After the physicians explained their general approaches to electronic message management, the interviewers asked about more specific topics such as managing patient expectations related to electronic communications, stressors, and opinions on the most effective strategies for managing electronic inboxes.
Several common themes emerged from the participant interviews.
Effects of inbox management on patient care. PCPs noted that adding inbox management to other activities in their clinical workdays caused a marked change in the culture of medical practice, with one physician commenting that "desktop medicine [is] like having a second set of patients."
Participants also had mixed perceptions regarding the increased ease of patient access created by the secure messaging portal. Although a few physicians thought the portal was beneficial and allowed them to develop new skills, others expressed concern that it raised some patients' expectations that they would receive email replies within one or two hours, not days.
Stressors. Every participant reported that electronic messaging led to increased work outside normal work hours. Many PCPs described managing their inboxes after their children went to sleep or while getting them ready for school.
The prospect of responding to unlimited messages was another concern for many PCPs. "No matter what you're doing, you know it's growing," commented one chief who empathized with her group's PCPs. "Growing and growing, constant -- it's 24 hours and it never shuts off."
To reduce the volume of messages received, some PCPs reduced their work schedules by 20% or 30%. This did not necessarily translate to more free time, however, because most participants reported managing their inboxes on their days off.
Individual-level strategies for inbox management. Frontline physicians used a variety of techniques to manage their inboxes. Some PCPs used a "one touch" system, ensuring that they resolved issues after opening an email just once; some made it a point to clear their inbox completely once per day; some reviewed emails between patient visits or while working on other tasks; and some deliberately regulated the pace at which they replied to patients to slow down communication cycles and avoid creating unrealistic expectations.
Group-level strategies. Department chiefs reported creating a number of approaches to effectively manage their groups' inboxes and messages, such as
Noting that no single strategy emerged as the preferred method of inbox management, the research team highlighted the wide range of strategies they observed and suggested that many of them could be tailored to meet the specific needs of individual physicians or practice groups.
The research team also remarked on the fact that the PCPs interviewed were continually investing time and energy into learning how to effectively use and manage electronic messaging. This finding suggested that having structured programs in place could greatly benefit medical students, residents and clinicians in transferring knowledge and learning the skills necessary to become proficient in this aspect of patient care and communication.
Steven Waldren, M.D., M.S., an AAFP vice president and the Academy's chief medical informatics officer,has spent much of his career looking for ways FPs can leverage available technologies, including email and messaging tools, to free up more time for patient care.
To Waldren, the study's findings delivered a clear message. "Email management should be part of an intentional strategy that is communicated to staff and patients," he told AAFP News.

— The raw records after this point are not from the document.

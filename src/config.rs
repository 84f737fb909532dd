use std::{env, path::Path};

use anyhow::{Context, Result, bail};
use codap_channel::{Dimensions, InteractiveFrame};
use tracing::{info, warn};

use crate::catalog::DEFAULT_TMDB_BASE_URL;
use crate::dataset::DEFAULT_DATASET_NAME;

pub const DEFAULT_PLUGIN_NAME: &str = "Movie Finder";
pub const DEFAULT_PLUGIN_VERSION: &str = "0.1";
pub const DEFAULT_WIDTH: u32 = 400;
pub const DEFAULT_HEIGHT: u32 = 600;

/// Everything the plugin needs to know before it talks to anyone.
#[derive(Debug, Clone, PartialEq)]
pub struct PluginConfig {
    pub dataset_name: String,
    pub plugin_name: String,
    pub plugin_title: String,
    pub plugin_version: String,
    pub dimensions: Dimensions,
    pub tmdb_base_url: String,
    pub tmdb_api_key: Option<String>,
}

impl Default for PluginConfig {
    fn default() -> Self {
        Self {
            dataset_name: DEFAULT_DATASET_NAME.to_string(),
            plugin_name: DEFAULT_PLUGIN_NAME.to_string(),
            plugin_title: DEFAULT_PLUGIN_NAME.to_string(),
            plugin_version: DEFAULT_PLUGIN_VERSION.to_string(),
            dimensions: Dimensions {
                width: DEFAULT_WIDTH,
                height: DEFAULT_HEIGHT,
            },
            tmdb_base_url: DEFAULT_TMDB_BASE_URL.to_string(),
            tmdb_api_key: None,
        }
    }
}

impl PluginConfig {
    /// Loads `env_file` (if it exists) into the environment, then reads the
    /// configuration from the environment.
    pub fn load(env_file: Option<&Path>) -> Result<Self> {
        match env_file {
            Some(path) if path.exists() => {
                dotenvy::from_path(path)
                    .with_context(|| format!("could not load {}", path.display()))?;
                info!("Loaded .env from {}", path.display());
            }
            Some(path) => warn!("could not load .env from {}", path.display()),
            None => {
                dotenvy::dotenv().ok();
            }
        }
        Self::from_lookup(|key| env::var(key).ok())
    }

    /// Builds the configuration from any key lookup; unset keys keep their defaults.
    pub fn from_lookup(lookup: impl Fn(&str) -> Option<String>) -> Result<Self> {
        let mut cfg = Self::default();
        let non_empty = |key: &str| lookup(key).filter(|v| !v.trim().is_empty());

        if let Some(v) = non_empty("CODAP_DATASET_NAME") {
            if v.contains(']') {
                bail!("CODAP_DATASET_NAME may not contain ']'");
            }
            cfg.dataset_name = v;
        }
        if let Some(v) = non_empty("CODAP_PLUGIN_NAME") {
            cfg.plugin_title = v.clone();
            cfg.plugin_name = v;
        }
        if let Some(v) = non_empty("CODAP_PLUGIN_TITLE") {
            cfg.plugin_title = v;
        }
        if let Some(v) = non_empty("CODAP_PLUGIN_VERSION") {
            cfg.plugin_version = v;
        }
        if let Some(v) = non_empty("CODAP_PLUGIN_WIDTH") {
            cfg.dimensions.width = v
                .trim()
                .parse()
                .with_context(|| format!("CODAP_PLUGIN_WIDTH is not a number: {v}"))?;
        }
        if let Some(v) = non_empty("CODAP_PLUGIN_HEIGHT") {
            cfg.dimensions.height = v
                .trim()
                .parse()
                .with_context(|| format!("CODAP_PLUGIN_HEIGHT is not a number: {v}"))?;
        }
        if let Some(v) = non_empty("TMDB_BASE_URL") {
            cfg.tmdb_base_url = v;
        }
        cfg.tmdb_api_key = non_empty("TMDB_API_KEY");
        Ok(cfg)
    }

    /// Handshake manifest announced to the host.
    pub fn manifest(&self) -> InteractiveFrame {
        InteractiveFrame {
            name: self.plugin_name.clone(),
            title: self.plugin_title.clone(),
            dimensions: self.dimensions,
            version: self.plugin_version.clone(),
        }
    }

    pub fn require_api_key(&self) -> Result<&str> {
        match self.tmdb_api_key.as_deref() {
            Some(key) => Ok(key),
            None => bail!("TMDB_API_KEY is not set"),
        }
    }
}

Although the FPs in the study all worked for a large medical group, Waldren found some value for solo physicians and smaller practices in the different methods used.
"These are still useful strategies," he said, "but there may be fewer staff to assist with message triage and ongoing maintenance."
Waldren also explained that the Academy is developing a number of educational programs to help FPs better manage their inboxes and electronic messaging. Sessions on this topic will be offered at events such as the AAFP's Physician Well-Being Conference and as part of the Office of the Future exhibit at the Family Medicine Experience, and may potentially be offered at state chapter meetings.